Publix Super Markets tried for years to come up with a successful model to sell groceries online and failed.
But a new company is making its way into the Tampa Bay area and will try to do what Publix couldn't — profitably sell and deliver groceries through a mobile platform similar to the car-sharing company Uber.
Publix shoppers can order groceries from Shipt on their phones and have them delivered to their homes within an hour starting Aug. 4. Shipt, a Birmingham, Ala., mobile grocery delivery service, is expanding into the Tampa Bay market this summer. Shoppers from Pinellas County and much of Hillsborough County can participate.
All items sold at Publix are available for delivery through Shipt. Customers order, pay and ship via the company's app.
"People across the country are just as busy these days as those who live in the metro cities in the Northeast," said Bill Smith, founder of Shipt. "We think Tampa has a lot people who would be interested in our service."
There's no official partnership between Shipt and Publix, said Publix spokesman Brian West.

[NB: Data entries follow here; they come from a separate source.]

// SPDX-License-Identifier: Apache-2.0

use alloc::string::String;

use crate::int_parser;
use crate::parse_error::{ErrorReason, ParseError};

/// The JSON type of a [`Value`].
#[derive(Debug, Clone, Copy, PartialEq, Eq)]
pub enum ValueType {
    String,
    Number,
    Boolean,
    Object,
    Array,
    Null,
}

/// One scalar token, or a marker that an object/array starts here.
///
/// Strings hold their decoded text; numbers and booleans hold the characters exactly as
/// they appeared in the input. Nothing is converted until [`Value::to`] is called.
/// Object and array values carry no text: the callback receiving one must call
/// [`parse_object`](crate::parse_object) / [`parse_array`](crate::parse_array) (or
/// [`ignore`](crate::ignore)) on the same context.
#[derive(Debug, Clone, Copy, PartialEq, Eq)]
pub struct Value<'a> {
    value_type: ValueType,
    raw: &'a str,
    offset: usize,
}

impl Default for Value<'_> {
    fn default() -> Self {
        Self::new(ValueType::Null, "null")
    }
}

impl<'a> Value<'a> {
    pub fn new(value_type: ValueType, raw: &'a str) -> Self {
        Self::at(value_type, raw, 0)
    }

    pub(crate) fn at(value_type: ValueType, raw: &'a str, offset: usize) -> Self {
        Self {
            value_type,
            raw,
            offset,
        }
    }

    pub(crate) fn container(value_type: ValueType, offset: usize) -> Self {
        Self::at(value_type, "", offset)
    }

    pub fn value_type(&self) -> ValueType {
        self.value_type
    }

    /// The token text: unescaped for strings, verbatim otherwise, empty for containers.
    pub fn raw(&self) -> &'a str {
        self.raw
    }

    /// Input offset where the token starts, used for errors raised by conversions.
    pub fn offset(&self) -> usize {
        self.offset
    }

    /// Converts the value into `T`.
    ///
    /// # Example
    ///
    /// ```rust
    /// use lazyjson::{ErrorReason, Value, ValueType};
    ///
    /// let value = Value::new(ValueType::Number, "300");
    /// assert_eq!(value.to::<u16>().unwrap(), 300);
    /// assert_eq!(value.to::<f64>().unwrap(), 300.0);
    /// assert_eq!(value.to::<u8>().unwrap_err().reason(), &ErrorReason::OutOfRange);
    /// ```
    pub fn to<T: FromValue<'a>>(&self) -> Result<T, ParseError> {
        T::from_value(*self)
    }

    /// Converts the value and stores it in `target`, leaving `target` untouched on error.
    pub fn store_into<T: FromValue<'a>>(&self, target: &mut T) -> Result<(), ParseError> {
        *target = self.to()?;
        Ok(())
    }

    /// The error for a conversion this value's type does not support.
    pub fn type_mismatch(&self) -> ParseError {
        ParseError::new(
            self.offset,
            ErrorReason::TypeMismatch {
                found: self.value_type,
            },
        )
    }

    /// The error for a number that does not fit the requested type.
    pub fn out_of_range(&self) -> ParseError {
        ParseError::new(self.offset, ErrorReason::OutOfRange)
    }

    fn expect_type(&self, expected: ValueType) -> Result<&'a str, ParseError> {
        if self.value_type == expected {
            Ok(self.raw)
        } else {
            Err(self.type_mismatch())
        }
    }
}

/// Conversion from a [`Value`], used by [`Value::to`].
///
/// Implement it for your own types to make them usable as conversion targets:
///
/// ```rust
/// use lazyjson::{FromValue, ParseError, Value, ValueType};
///
/// #[derive(Debug, PartialEq)]
/// enum Side {
///     Buy,
///     Sell,
/// }
///
/// impl<'a> FromValue<'a> for Side {
///     fn from_value(value: Value<'a>) -> Result<Self, ParseError> {
///         match value.to::<&str>()? {
///             "BUY" => Ok(Side::Buy),
///             "SELL" => Ok(Side::Sell),
///             _ => Err(value.type_mismatch()),
///         }
///     }
/// }
///
/// assert_eq!(Value::new(ValueType::String, "SELL").to::<Side>().unwrap(), Side::Sell);
/// ```
pub trait FromValue<'a>: Sized {
    fn from_value(value: Value<'a>) -> Result<Self, ParseError>;
}

impl<'a> FromValue<'a> for &'a str {
    fn from_value(value: Value<'a>) -> Result<Self, ParseError> {
        match value.value_type {
            ValueType::String | ValueType::Number | ValueType::Boolean => Ok(value.raw),
            _ => Err(value.type_mismatch()),
        }
    }
}

impl<'a> FromValue<'a> for String {
    fn from_value(value: Value<'a>) -> Result<Self, ParseError> {
        <&str>::from_value(value).map(String::from)
    }
}

impl<'a> FromValue<'a> for bool {
    fn from_value(value: Value<'a>) -> Result<Self, ParseError> {
        let raw = value.expect_type(ValueType::Boolean)?;
        Ok(raw.starts_with('t'))
    }
}

impl<'a, T: FromValue<'a>> FromValue<'a> for Option<T> {
    fn from_value(value: Value<'a>) -> Result<Self, ParseError> {
        match value.value_type {
            ValueType::Null => Ok(None),
            _ => T::from_value(value).map(Some),
        }
    }
}

macro_rules! impl_from_value_int {
    ($($int_ty:ty => $parse_fn:ident),* $(,)?) => {
        $(
            impl<'a> FromValue<'a> for $int_ty {
                fn from_value(value: Value<'a>) -> Result<Self, ParseError> {
                    let raw = value.expect_type(ValueType::Number)?;
                    int_parser::$parse_fn(raw.as_bytes()).map_err(|_| value.out_of_range())
                }
            }
        )*
    };
}

impl_from_value_int!(
    i8 => from_ascii_i8,
    i16 => from_ascii_i16,
    i32 => from_ascii_i32,
    i64 => from_ascii_i64,
    i128 => from_ascii_i128,
    isize => from_ascii_isize,
    u8 => from_ascii_u8,
    u16 => from_ascii_u16,
    u32 => from_ascii_u32,
    u64 => from_ascii_u64,
    u128 => from_ascii_u128,
    usize => from_ascii_usize,
);

/// Only characters that can appear in a JSON number; keeps `str::parse` from accepting
/// `inf` or `NaN` in caller-built values.
fn number_text(value: &Value<'_>) -> Result<(), ParseError> {
    let valid = !value.raw.is_empty()
        && value
            .raw
            .bytes()
            .all(|b| matches!(b, b'0'..=b'9' | b'-' | b'+' | b'.' | b'e' | b'E'));
    if valid {
        Ok(())
    } else {
        Err(value.out_of_range())
    }
}

/// True when the mantissa has a nonzero digit, so a parsed zero means underflow.
fn nonzero_mantissa(raw: &str) -> bool {
    raw.bytes()
        .take_while(|b| !matches!(b, b'e' | b'E'))
        .any(|b| matches!(b, b'1'..=b'9'))
}

macro_rules! impl_from_value_float {
    ($($float_ty:ty),*) => {
        $(
            impl<'a> FromValue<'a> for $float_ty {
                fn from_value(value: Value<'a>) -> Result<Self, ParseError> {
                    let raw = value.expect_type(ValueType::Number)?;
                    number_text(&value)?;
                    match raw.parse::<$float_ty>() {
                        Ok(parsed) if parsed == 0.0 && nonzero_mantissa(raw) => {
                            Err(value.out_of_range())
                        }
                        Ok(parsed) if parsed.is_finite() => Ok(parsed),
                        _ => Err(value.out_of_range()),
                    }
                }
            }
        )*
    };
}

impl_from_value_float!(f32, f64);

"There are several attempts in the market to bring the convenience of grocery delivery to customers. We are aware of Shipt and are reaching out to them," he said.
West declined to elaborate.
Shipt works exclusively with one supermarket chain in each market. They chose Publix for Florida because the company appeals to the masses, Smith said.
"Whenever we launch in a new market, we try to support Publix," he said.
Publix has experimented with online ordering over the years but never found a platform that worked. The grocer ended a short-lived online ordering and curbside pickup service at a Citrus Park location in 2012 because there wasn't enough business to justify the service after 18 months.
Publix lost millions on Publix Direct, an online ordering and delivery service it tested in South Florida that it ultimately abandoned in 2003.
But competition is mounting. Online retailer Amazon has launched an online grocery delivery service in major markets across the country, like Seattle and Los Angeles, called AmazonFresh. The service isn't available in Florida yet.
Publix does offer online ordering for custom sub sandwiches and deli items, but all orders have to be picked up in the store.
"Grocery delivery is a service that's been profitable in major metro markets and resort towns for years where the convenience of the service is key," said Steve Kirn, executive director with the David F. Miller Retailing Education and Research Center at the University of Florida. "It doesn't work well in a suburban area where a lot of driving is involved."
Smith said Shipt's business model will enable it to be more successful. The company has fewer than 30 full-time employees and has little overhead. Shipt also hires "shoppers" who will buy and deliver orders. These are contracted employees who deliver goods in their own vehicles, similar to Uber drivers.
"We're a technology company. We are focused on demand and can deliver groceries within the next hour," Smith said. "We're expanding at a rapid pace because, unlike Amazon, we don't have to build warehouses and buy refrigerated trucks."
Shipt customers are required to sign up at shipt.com for an annual membership for $99 or a monthly fee of $14. New customers get a year of free shipping on orders over $35. Shipping costs are usually $7 per order.
Mia Baker, a mother of two with a third on the way, would gladly pay to have groceries delivered to her home. Baker, who lived in Pasco County but recently moved to Polk County, was disappointed that the service won't be coming to Lakeland.
"It's hard to find time to make it to the store. I'd love to be able to just shop online after the kids are in bed and have it delivered right to me," Baker said. "I think the fee is worth it because the deals you get from Publix would more than make up for it, but I usually don't have time to go there myself."
Kristin Gamble, a mother of a 1-year-old and former elementary school teacher in South Florida, agrees. When her daughter was born, she said she had family members shop for her.
"Ninety-nine dollars seems a little expensive. I would join for $50 a year, similar to a Costco membership," Gamble said.
Shipt began delivering groceries from Publix in Birmingham and has expanded to include Kroger in markets like Nashville and Dallas. The company chooses grocery chains based on customer interest.
"This really presents a challenge," Kirn said. "Is the Tampa/St. Pete market concentrated enough to make it work? Possibly."